Hold this pose for up to 1 minute. For extra support, consider placing a block or cushion under your heels or hips, or do this pose with your back against a wall. Risks of doing yoga with


endometriosis  It’s generally safe to practice yoga with endometriosis. However, vigorous styles of yoga, such as Ashtanga, Vinyasa, or hot yoga, can make symptoms worse. Listen to your body


and avoid poses that cause or worsen symptoms. If you’ve recently had abdominal surgery, Gondek advises talking with your surgeon before starting a yoga practice. “To protect the healing


tissues, avoid positions that place pressure on your abdomen or surgical site,” she said. “This includes lying on your stomach in Sphinx Pose, bringing your thighs into contact with your


abdomen during Child’s Pose, or compressing your abdomen in Happy Baby Pose.” Gondek advises avoiding twisting poses until your surgeon clears you. “Once you are healed and cleared for


activity, these positions are very beneficial in improving scar tissue mobility, strength, flexibility, and posture,” she said. Tips for practicing yoga with endometriosis To make the most


of your yoga practice, pay attention to how you’re feeling each day. Notice your physical, mental, and emotional response to each pose. Use your breath to focus your awareness on any areas


of discomfort or sensation.
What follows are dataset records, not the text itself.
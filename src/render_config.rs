//! Render parameters shared by the sampler and the renderer.

use std::fmt;
use std::str::FromStr;
use std::time::Duration;

use serde::{Deserialize, Deserializer, Serialize, Serializer};

use crate::ascii::GlyphRamp;
use crate::config::ConfigError;

/// Smallest accepted target frame rate.
pub const MIN_FPS: u32 = 1;

/// Largest accepted target frame rate.
pub const MAX_FPS: u32 = 60;

/// Default sampling scale (12% of source resolution).
pub const DEFAULT_SCALE: f64 = 0.12;

/// Default target frame rate.
pub const DEFAULT_FPS: u32 = 12;

/// An RGB color.
#[derive(Debug, Clone, Copy, PartialEq, Eq, Default)]
pub struct Rgb {
    pub r: u8,
    pub g: u8,
    pub b: u8,
}

impl Rgb {
    pub const BLACK: Rgb = Rgb::new(0, 0, 0);
    pub const WHITE: Rgb = Rgb::new(255, 255, 255);

    pub const fn new(r: u8, g: u8, b: u8) -> Self {
        Self { r, g, b }
    }
}

impl FromStr for Rgb {
    type Err = ConfigError;

    /// Parse `#rrggbb` (the leading `#` is optional).
    fn from_str(s: &str) -> Result<Self, Self::Err> {
        let invalid = || ConfigError::InvalidColor(s.to_string());
        let hex = s.trim().strip_prefix('#').unwrap_or(s.trim());
        if hex.len() != 6 || !hex.bytes().all(|b| b.is_ascii_hexdigit()) {
            return Err(invalid());
        }
        let channel = |i: usize| u8::from_str_radix(&hex[i..i + 2], 16).map_err(|_| invalid());
        Ok(Rgb::new(channel(0)?, channel(2)?, channel(4)?))
    }
}

impl fmt::Display for Rgb {
    fn fmt(&self, f: &mut fmt::Formatter<'_>) -> fmt::Result {
        write!(f, "#{:02x}{:02x}{:02x}", self.r, self.g, self.b)
    }
}

impl Serialize for Rgb {
    fn serialize<S: Serializer>(&self, serializer: S) -> Result<S::Ok, S::Error> {
        serializer.serialize_str(&self.to_string())
    }
}

impl<'de> Deserialize<'de> for Rgb {
    fn deserialize<D: Deserializer<'de>>(deserializer: D) -> Result<Self, D::Error> {
        let s = String::deserialize(deserializer)?;
        s.parse().map_err(serde::de::Error::custom)
    }
}

/// How a cell reads its color from the source frame.
#[derive(Debug, Clone, Copy, PartialEq, Eq, Default, Serialize, Deserialize)]
#[serde(rename_all = "lowercase")]
pub enum SamplingMode {
    /// Single pixel at the cell centre.
    Nearest,
    /// Average of every pixel the cell covers.
    #[default]
    Area,
}

impl FromStr for SamplingMode {
    type Err = ConfigError;

    fn from_str(s: &str) -> Result<Self, Self::Err> {
        match s.to_ascii_lowercase().as_str() {
            "nearest" => Ok(SamplingMode::Nearest),
            "area" => Ok(SamplingMode::Area),
            _ => Err(ConfigError::InvalidSampling(s.to_string())),
        }
    }
}

/// Parameters for one render session.
///
/// Created from user input and replaced wholesale on every parameter
/// change; a running renderer is restarted with the new value.
#[derive(Debug, Clone, PartialEq)]
pub struct RenderConfig {
    /// Fraction of the source resolution sampled per axis, in `(0, 1]`.
    pub scale: f64,
    /// Glyphs from darkest to lightest.
    pub ramp: GlyphRamp,
    /// Fill color behind the glyphs.
    pub background: Rgb,
    /// Render ticks per second, in `[1, 60]`.
    pub fps: u32,
    pub sampling: SamplingMode,
}

impl Default for RenderConfig {
    fn default() -> Self {
        Self {
            scale: DEFAULT_SCALE,
            ramp: GlyphRamp::default(),
            background: Rgb::BLACK,
            fps: DEFAULT_FPS,
            sampling: SamplingMode::default(),
        }
    }
}

impl RenderConfig {
    /// Check the numeric invariants.
    ///
    /// The ramp is validated when it is constructed.
    pub fn validate(&self) -> Result<(), ConfigError> {
        if !(self.scale > 0.0 && self.scale <= 1.0) {
            return Err(ConfigError::ScaleOutOfRange(self.scale));
        }
        if !(MIN_FPS..=MAX_FPS).contains(&self.fps) {
            return Err(ConfigError::FpsOutOfRange(self.fps));
        }
        Ok(())
    }

    /// Period between render ticks (`1000 / fps` milliseconds).
    pub fn tick_interval(&self) -> Duration {
        Duration::from_millis(1000 / self.fps.clamp(MIN_FPS, MAX_FPS) as u64)
    }
}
Avoid poses that put too much pressure on your abdomen, cause pain, or make symptoms worse. Gondek recommends using props such as bolsters, blankets, and yoga


blocks to modify poses and provide support. “This helps to decrease muscle guarding, which can occur when we are experiencing pain,” she said. “It gently supports the joints and muscles so


that we can fully relax and release into a pose.” The bottom line  If you have endometriosis, you can create a plan to manage your symptoms and prevent complications. Yoga is an effective


tool for managing and reducing the severity of endometriosis symptoms. It offers a range of physical, mental, and emotional benefits. Speak with a doctor before starting a new yoga program,


especially if you have severe symptoms. If possible, practice under the guidance of a yoga instructor.